───── Records for processing ─────

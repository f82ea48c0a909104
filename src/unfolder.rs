//! Unfolder: the AND/OR oracle pair steering one exploration

use crate::db::SessionStore;
use crate::llm::Completion;
use crate::oracle::{clean_answer, Agent, Oracle};
use crate::templates::Prompter;
use crate::types::{Costs, Goal};
use anyhow::Result;
use std::path::Path;
use std::sync::Arc;

pub struct Unfolder {
    and_: Box<dyn Oracle>,
    or_: Box<dyn Oracle>,
}

impl Unfolder {
    pub fn new(and_: Box<dyn Oracle>, or_: Box<dyn Oracle>) -> Self {
        Self { and_, or_ }
    }

    /// Open the session pair `<name>_<prompter>_and_<lim>` /
    /// `<name>_<prompter>_or_<lim>` over `backend`, resuming from the store
    /// at `store_path` when given
    pub fn open(
        name: &str,
        prompter: &Prompter,
        lim: usize,
        backend: Arc<dyn Completion>,
        store_path: Option<&Path>,
    ) -> Result<Self> {
        let open_store = || -> Result<Option<SessionStore>> {
            store_path.map(SessionStore::open).transpose()
        };

        let and_name = format!("{}_{}_and_{}", name, prompter.name, lim);
        let or_name = format!("{}_{}_or_{}", name, prompter.name, lim);

        let and_ = Agent::open(and_name, prompter.and_p.clone(), backend.clone(), open_store()?);
        let or_ = Agent::open(or_name, prompter.or_p.clone(), backend, open_store()?);

        Ok(Self::new(Box::new(and_), Box::new(or_)))
    }

    /// Conjunctive sub-goals required for `goal`
    pub fn ask_and(&mut self, goal: &Goal, context: &str) -> Vec<Goal> {
        clean_answer(&self.and_.ask(goal.as_str(), context))
    }

    /// Alternative ways to achieve `goal`
    pub fn ask_or(&mut self, goal: &Goal, context: &str) -> Vec<Goal> {
        clean_answer(&self.or_.ask(goal.as_str(), context))
    }

    pub fn costs(&self) -> Costs {
        Costs::new(self.and_.costs(), self.or_.costs(), None)
    }

    pub fn close(&mut self) -> Result<()> {
        self.and_.close()?;
        self.or_.close()
    }
}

─────

### Brief
Reproduce, with no other lines, the one containing "Costs::new(self.and_.costs(), self.or_.costs(), None)" and all lines after it through the end of the data above.

### Reply to the exercise
        Costs::new(self.and_.costs(), self.or_.costs(), None)
    }

    pub fn close(&mut self) -> Result<()> {
        self.and_.close()?;
        self.or_.close()
    }
}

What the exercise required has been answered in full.